ARABAŞLIK Turkey a priority market for the US
In his speech, Locke said Turkey was a priority market for the current US administration, which aims to double US exports to this country. He said the US would undertake two trade missions to Turkey in 2011.
The two nations pledged to take top-level initiatives to boost trade during President Abdullah Gül's visit to US President Barack Obama last December. Accordingly, a new US-Turkey Business Council will be established before the end of this year to work on developing trade on 12 key sectors. Furthermore, the two countries are setting up a working group to cooperate on protecting intellectual property rights.
Turkey is one of the few nations that have a trade deficit with the US as it imported $7.1 billion worth of US goods while exporting only $3.66 billion to the world's largest economy.

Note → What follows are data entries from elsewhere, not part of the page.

//! Connection and application session lifecycle for one receiver.
//!
//! A [`CastDeviceManager`] owns a worker thread that owns the
//! [`CastTransport`]. Public calls validate preconditions against the shared
//! session state, register the request and queue a command. The worker runs
//! commands in order, polls media status and reports results as events.

use std::sync::{Arc, Mutex, MutexGuard, Weak};
use std::thread::{self, JoinHandle};
use std::time::{Duration, Instant};

use crossbeam_channel::{Receiver, RecvTimeoutError, Sender, unbounded};
use tracing::{debug, error, info, warn};

use crate::channel::CastChannel;
use crate::chromecast_transport::RustCastTransport;
use crate::config::CastConfig;
use crate::errors::{CastError, CastErrorCode, CastResult};
use crate::events::{DeviceManagerEvent, EventBus, MediaCommand};
use crate::media::{MediaInformation, MediaStatus};
use crate::model::{ConnectionState, Device};
use crate::request::{RequestId, RequestKind, RequestTracker, Superseded};
use crate::transport::{ApplicationMetadata, CastTransport, TransportFactory};

/// Request kinds issued through media channels.
const MEDIA_REQUESTS: [RequestKind; 3] = [
    RequestKind::LoadMedia,
    RequestKind::Seek,
    RequestKind::RequestStatus,
];

pub trait DeviceManager: Send + Sync {
    fn device(&self) -> &Device;

    fn client_package_name(&self) -> &str;

    fn connection_state(&self) -> ConnectionState;

    fn application_connection_state(&self) -> ConnectionState;

    /// The application session, once launched.
    fn application(&self) -> Option<ApplicationMetadata>;

    /// Opens the link. Outcome is reported through [`DeviceManagerEvent`]s.
    /// Ignored unless the link is `Disconnected`.
    fn connect(&self);

    /// Closes the link. Ignored when already disconnected or disconnecting.
    fn disconnect(&self);

    fn launch_application(&self, application_id: &str) -> CastResult<RequestId>;

    fn stop_application(&self, session_id: &str) -> CastResult<RequestId>;

    /// Registers a channel on the connected application session.
    fn add_channel(&self, channel: Arc<dyn CastChannel>) -> CastResult<()>;

    /// Detaches the channel registered for `namespace`, if any.
    fn remove_channel(&self, namespace: &str) -> bool;

    fn subscribe(&self) -> Receiver<DeviceManagerEvent>;
}
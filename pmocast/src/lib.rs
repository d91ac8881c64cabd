//! # pmocast
//!
//! Discovery of cast receivers, connection and application session
//! management, and remote media playback control.
//!
//! A [`DeviceScanner`] finds receivers. A [`DeviceManager`] built for one of
//! them opens the link and launches a receiver application. A
//! [`MediaControlChannel`] attached to that session loads and controls
//! media. Every component reports what happens through a `subscribe()`
//! channel of typed events.
//!
//! ```no_run
//! use std::sync::Arc;
//! use pmocast::{
//!     CastDeviceManager, CastMediaChannel, DeviceManager, DeviceManagerEvent,
//!     DeviceScanner, MdnsDeviceScanner, ScannerEvent,
//! };
//!
//! let scanner = MdnsDeviceScanner::new();
//! let found = scanner.subscribe();
//! scanner.start_scan()?;
//!
//! if let Ok(ScannerEvent::DeviceOnline(device)) = found.recv() {
//!     let manager = CastDeviceManager::new(device, "pmocast-demo");
//!     let events = manager.subscribe();
//!     manager.connect();
//!     while let Ok(event) = events.recv() {
//!         if event == DeviceManagerEvent::Connected {
//!             manager.launch_application(pmocast::DEFAULT_MEDIA_RECEIVER_APP_ID)?;
//!         }
//!         if let DeviceManagerEvent::ApplicationConnected(_) = event {
//!             manager.add_channel(Arc::new(CastMediaChannel::new()))?;
//!             break;
//!         }
//!     }
//! }
//! # Ok::<(), pmocast::CastError>(())
//! ```

mod chromecast_transport;

pub mod channel;
pub mod config;
pub mod discovery;
pub mod errors;
pub mod events;
pub mod manager;
pub mod media;
pub mod model;
pub mod request;
pub mod scanner;
pub mod transport;

pub use channel::{CastChannel, CastMediaChannel, MediaControlChannel};
pub use chromecast_transport::RustCastTransport;
pub use config::CastConfig;
pub use discovery::{MdnsDeviceScanner, ScanOptions};
pub use errors::{CastError, CastErrorCode, CastResult};
pub use events::{DeviceManagerEvent, EventBus, MediaChannelEvent, MediaCommand, ScannerEvent};
pub use manager::{CastDeviceManager, ChannelLink, DeviceManager, ManagerOptions};
pub use media::{MediaInformation, MediaMetadata, MediaStatus, guess_content_type};
pub use model::{ConnectionState, Device, DeviceIdentity, IdleReason, PlayerState, StreamType};
pub use request::{RequestId, RequestKind};
pub use scanner::{DeviceDirectory, DeviceScanner, DeviceScannerListener};
pub use transport::{
    ApplicationMetadata, CastTransport, DEFAULT_MEDIA_RECEIVER_APP_ID, MEDIA_NAMESPACE,
    TransportFactory,
};
//! Runtime configuration for the engine.
//!
//! These are the structs the engine computes with. They are separate from the
//! TOML-deserialized schema in `pdr_config`; the CLI converts between the two.

/// Sensor and step-length model constants.
///
/// The defaults match the capture hardware of the reference dataset: a ±2 g
/// accelerometer with 16384 counts per g, and a fixed unit-scaling gain on
/// the vertical excursion. Named here so other full-scale ranges can be
/// dropped in without touching the trace.
#[derive(Debug, Clone)]
pub struct ModelCfg {
    /// Accelerometer full-scale normalization divisor (raw counts).
    pub accel_full_scale: f64,
    /// Unit-scaling gain applied to the vertical-acceleration excursion.
    pub excursion_gain: f64,
    /// Exponent of the excursion-to-length relation. The quarter power is the
    /// Weinberg step-length model: smooth and monotonic, so the
    /// finite-difference calibration behaves.
    pub step_exponent: f64,
}

impl Default for ModelCfg {
    fn default() -> Self {
        Self {
            accel_full_scale: 16384.0,
            excursion_gain: 10.0,
            step_exponent: 0.25,
        }
    }
}

/// Initial pose emitted as the first trajectory point of every run.
#[derive(Debug, Clone)]
pub struct PoseCfg {
    pub x: f64,
    pub y: f64,
    /// Initial heading in degrees.
    pub theta_deg: f64,
}

impl Default for PoseCfg {
    fn default() -> Self {
        Self {
            x: -1.0,
            y: 3.4,
            theta_deg: 180.0,
        }
    }
}

/// Gradient-descent hyperparameters. Calibration runs only when a complete
/// set is attached to the engine and training is enabled.
#[derive(Debug, Clone)]
pub struct TrainingCfg {
    /// Finite-difference step for `k`. Must be nonzero.
    pub dk: f64,
    /// Finite-difference step for `m`. Must be nonzero.
    pub dm: f64,
    /// Learning rate. A large value can make the descent oscillate or
    /// diverge; there is no guard, the caller owns the choice.
    pub eta: f64,
    /// Fixed epoch count; no convergence check or early stopping.
    pub epochs: usize,
}

impl Default for TrainingCfg {
    fn default() -> Self {
        Self {
            dk: 0.01,
            dm: 0.01,
            eta: 1e-4,
            epochs: 10,
        }
    }
}
//! Row-to-engine conversions and batch selection.

use eyre::bail;
use pdr_config::{RunRow, WaypointRow};
use pdr_core::{GroundTruthPoint, InertialSample};

pub fn to_sample(row: RunRow) -> InertialSample {
    InertialSample {
        accx: row.accx,
        accy: row.accy,
        accz: row.accz,
        gyrox: row.gyrox,
        gyroy: row.gyroy,
        gyroz: row.gyroz,
        timestamp_ms: row.timestamp,
    }
}

pub fn to_waypoint(row: WaypointRow) -> GroundTruthPoint {
    GroundTruthPoint {
        step: row.step,
        x: row.x,
        y: row.y,
    }
}

/// Pick the run to predict from a multi-batch CSV. With an explicit batch id
/// the matching batch must exist; without one the file must hold exactly one
/// batch, so the choice is never silent.
pub fn select_run(rows: Vec<RunRow>, batch: Option<i64>) -> eyre::Result<Vec<InertialSample>> {
    let batches = pdr_config::split_batches(rows);
    let chosen = match batch {
        Some(id) => batches
            .into_iter()
            .find(|b| b.first().map(|r| r.batch) == Some(id))
            .ok_or_else(|| eyre::eyre!("runs CSV has no batch {id}"))?,
        None => {
            if batches.is_empty() {
                bail!("runs CSV contains no samples");
            }
            if batches.len() > 1 {
                bail!(
                    "runs CSV contains {} batches; select one with --batch",
                    batches.len()
                );
            }
            batches.into_iter().next().unwrap_or_default()
        }
    };
    Ok(chosen.into_iter().map(to_sample).collect())
}

/// All batches of a training CSV, each converted to a sample sequence.
pub fn training_batches(rows: Vec<RunRow>) -> Vec<Vec<InertialSample>> {
    pdr_config::split_batches(rows)
        .into_iter()
        .map(|b| b.into_iter().map(to_sample).collect())
        .collect()
}

/// Waypoints for one path. With an explicit batch id, only that batch; the
/// filter must leave something behind. Without one, the file must not mix
/// batches.
pub fn select_waypoints(
    rows: Vec<WaypointRow>,
    batch: Option<i64>,
) -> eyre::Result<Vec<GroundTruthPoint>> {
    let picked: Vec<WaypointRow> = match batch {
        Some(id) => rows.into_iter().filter(|r| r.batch == id).collect(),
        None => {
            let mut ids: Vec<i64> = rows.iter().map(|r| r.batch).collect();
            ids.sort_unstable();
            ids.dedup();
            if ids.len() > 1 {
                bail!(
                    "waypoints CSV mixes {} batches; select one with --batch",
                    ids.len()
                );
            }
            rows
        }
    };
    if picked.is_empty() {
        bail!("no ground-truth waypoints for the requested batch");
    }
    Ok(picked.into_iter().map(to_waypoint).collect())
}
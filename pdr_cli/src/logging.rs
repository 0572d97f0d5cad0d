//! Tracing setup: pretty console output filtered by `RUST_LOG` or the CLI
//! level, plus an optional JSON-lines file sink with rotation from the
//! `[logging]` config section.

use tracing_subscriber::{EnvFilter, fmt, layer::SubscriberExt, util::SubscriberInitExt};

use crate::cli::FILE_GUARD;

pub fn init(level: &str, logging: &pdr_config::Logging) {
    let filter = EnvFilter::try_from_default_env().unwrap_or_else(|_| EnvFilter::new(level));

    let file_layer = logging.file.as_deref().map(|path| {
        let p = std::path::Path::new(path);
        let dir = match p.parent() {
            Some(d) if !d.as_os_str().is_empty() => d,
            _ => std::path::Path::new("."),
        };
        let name = p
            .file_name()
            .unwrap_or_else(|| std::ffi::OsStr::new("pdr.log"));
        let appender = match logging.rotation.as_deref() {
            Some("daily") => tracing_appender::rolling::daily(dir, name),
            Some("hourly") => tracing_appender::rolling::hourly(dir, name),
            _ => tracing_appender::rolling::never(dir, name),
        };
        let (writer, guard) = tracing_appender::non_blocking(appender);
        // Keep the worker alive for the process lifetime.
        let _ = FILE_GUARD.set(guard);
        fmt::layer().json().with_writer(writer)
    });

    tracing_subscriber::registry()
        .with(filter)
        .with(fmt::layer().with_target(false).with_writer(std::io::stderr))
        .with(file_layer)
        .init();
}
use thiserror::Error;

#[derive(Debug, Error, Clone)]
pub enum BuildError {
    #[error("missing step-length coefficient k")]
    MissingK,
    #[error("missing heading-correction coefficient m")]
    MissingM,
    #[error("ground-truth path must contain at least one waypoint")]
    EmptyGroundTruth,
    #[error("invalid config: {0}")]
    InvalidConfig(&'static str),
}

pub type Result<T> = eyre::Result<T>;
pub use eyre::Report;
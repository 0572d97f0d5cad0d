//! CLI argument definitions and shared statics.

use clap::{ArgAction, Parser};
use std::path::PathBuf;
use std::sync::OnceLock;

pub static FILE_GUARD: OnceLock<tracing_appender::non_blocking::WorkerGuard> = OnceLock::new();

#[derive(Parser, Debug)]
#[command(name = "pdr", version, about = "Pedestrian dead-reckoning CLI")]
pub struct Cli {
    /// Path to config TOML (falls back to ./pdr.toml when present)
    #[arg(long, value_name = "FILE")]
    pub config: Option<PathBuf>,

    /// Inertial run CSV (strict header) holding the run to predict
    #[arg(long, value_name = "FILE")]
    pub samples: PathBuf,

    /// Ground-truth waypoint CSV (strict header)
    #[arg(long = "ground-truth", value_name = "FILE")]
    pub ground_truth: PathBuf,

    /// Capture batch to predict and to select waypoints by
    #[arg(long, value_name = "ID")]
    pub batch: Option<i64>,

    /// Training-run CSV; every batch in it joins the training set
    #[arg(long = "train-data", value_name = "FILE")]
    pub train_data: Option<PathBuf>,

    /// Force calibration on regardless of the config
    #[arg(long, action = ArgAction::SetTrue)]
    pub train: bool,

    /// Override engine.k from the config
    #[arg(long, value_name = "K", allow_hyphen_values = true)]
    pub k: Option<f64>,

    /// Override engine.m from the config
    #[arg(long, value_name = "M", allow_hyphen_values = true)]
    pub m: Option<f64>,

    /// Console log level (error|warn|info|debug|trace)
    #[arg(long = "log-level", value_name = "LEVEL", default_value = "info")]
    pub log_level: String,
}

Turkey's exports to the US reached their apex in 2006 with $5.4 billion.
Çağlayan is aware of the imbalance in the trade figures and hopes that the fresh dialogue with Washington will mark a new era. "Turkey is determined to do as much trade as it can with every country in the world," he said.
Babacan added that Turkey has been committed to maintaining "an open economy" with all countries since embarking on economic reforms in the early 2000s. "We are implementing a multidimensional foreign policy and a multidimensional trade policy. We just want to have a high gross domestic product [GDP] for our country … and we know this will flow through more trade and investment," he said.